History                   

The Presbyterian Youth Connection grew out of an overture from congregations in the Wyoming presbytery asking for a way to connect young people to each other across the Church. The General Assembly approved the overture and directed the National Presbyterian Youth Ministry Council to begin plans for a new youth ministry organization. What developed was a triennial meeting that models the General Assembly of the PC (USA). Parliamentary procedure is used during all work sessions. Participants meet in various places around the country and, during the course of each meeting, elect two co-moderators to serve over the next three years.

Logo
  

The Presbyterian Youth Connection logo is made up of several different symbols. The “hands” signify the partnership between local congregations, presbyteries and synods/regions, and are surrounded by a circle representing the General Assembly.
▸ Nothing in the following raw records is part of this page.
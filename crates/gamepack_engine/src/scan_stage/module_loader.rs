use std::{collections::hash_map::Entry, path::PathBuf, sync::Arc};

use arcstr::ArcStr;
use gamepack_common::ResolvedId;
use gamepack_error::{BuildResult, BuildWarning};
use gamepack_fs::FileSystem;
use gamepack_plugin::SharedPluginDriver;
use oxc_index::IndexVec;
use rustc_hash::FxHashMap;
use tokio::sync::mpsc::Receiver;

use super::module_task::{ModuleTask, TaskContext};
use crate::types::{
  module::{ExternalModule, Module},
  module_loader_msg::{ModuleLoaderMsg, NormalModuleTaskResult},
  IndexModules, ModuleIdx,
};

pub struct ModuleLoader {
  rx: Receiver<ModuleLoaderMsg>,
  remaining: u32,
  shared_context: Arc<TaskContext>,
  modules: IndexVec<ModuleIdx, Option<Module>>,
  visited: FxHashMap<ArcStr, ModuleIdx>,
}

#[derive(Debug)]
pub struct ModuleLoaderOutput {
  pub modules: IndexModules,
  pub entry: ModuleIdx,
  pub warnings: Vec<BuildWarning>,
}

impl ModuleLoader {
  pub fn new(fs: Arc<dyn FileSystem>, plugin_driver: SharedPluginDriver, cwd: PathBuf) -> Self {
    // 1024 should be enough for most cases
    // over 1024 pending tasks are insane
    let (tx, rx) = tokio::sync::mpsc::channel(1024);

    let shared_context = Arc::new(TaskContext { fs, plugin_driver, cwd, tx });

    Self {
      rx,
      remaining: 0,
      shared_context,
      modules: IndexVec::new(),
      visited: FxHashMap::default(),
    }
  }

  fn try_spawn_new_task(&mut self, resolved_id: ResolvedId, importer: Option<&str>) -> ModuleIdx {
    match self.visited.entry(ArcStr::clone(&resolved_id.id)) {
      Entry::Occupied(visited) => *visited.get(),
      Entry::Vacant(not_visited) => {
        let idx = self.modules.push(None);
        if resolved_id.is_external {
          self.modules[idx] = Some(ExternalModule::new(idx, resolved_id.id).into());
        } else {
          self.remaining += 1;
          let task = ModuleTask::new(
            Arc::clone(&self.shared_context),
            idx,
            resolved_id,
            importer.map(ToString::to_string),
          );
          tokio::spawn(task.run());
        }
        not_visited.insert(idx);
        idx
      }
    }
  }

  pub async fn fetch_all_modules(mut self, entry: ResolvedId) -> BuildResult<ModuleLoaderOutput> {
    let entry = self.try_spawn_new_task(entry, None);

    let mut errors: Vec<anyhow::Error> = vec![];
    let mut warnings: Vec<BuildWarning> = vec![];

    while self.remaining > 0 {
      let Some(msg) = self.rx.recv().await else {
        break;
      };

      match msg {
        ModuleLoaderMsg::NormalModuleDone(task_result) => {
          let NormalModuleTaskResult {
            mut module,
            raw_import_records,
            resolved_deps,
            warnings: task_result_warnings,
          } = *task_result;

          warnings.extend(task_result_warnings);

          let import_records = raw_import_records
            .into_iter()
            .zip(resolved_deps)
            .map(|(raw_rec, info)| {
              let id = self.try_spawn_new_task(info, Some(&module.stable_id));
              raw_rec.into_resolved(id)
            })
            .collect();
          module.import_records = import_records;

          let module_idx = module.idx;
          self.modules[module_idx] = Some(module.into());
          self.remaining -= 1;
        }
        ModuleLoaderMsg::BuildErrors(errs) => {
          errors.extend(errs);
          self.remaining -= 1;
        }
      }
    }

    if !errors.is_empty() {
      Err(errors)?;
    }

    let modules = self
      .modules
      .into_iter()
      .collect::<Option<IndexModules>>()
      .ok_or_else(|| anyhow::anyhow!("Module graph is incomplete, some modules were never loaded"))?;

    Ok(ModuleLoaderOutput { modules, entry, warnings })
  }
}
use gamepack_common::OutputAsset;
use gamepack_error::BuildWarning;

#[derive(Debug, Default)]
pub struct BundleOutput {
  pub assets: Vec<OutputAsset>,
  pub warnings: Vec<BuildWarning>,
}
The hands reach towards one another and towards the central dove, which is the Holy Spirit.

Intentions and mission statement
The five intentions of the Presbyterian Youth Connection are:-

 To call young people to be disciples of Jesus Christ.
 To respond to the needs and the interests of young people. 
 To work together, youth and adults, in partnership. 
 To be connected to the whole church, community, and the world. 
 To include all young people, reaching out, and inviting them to belong to the community of faith. 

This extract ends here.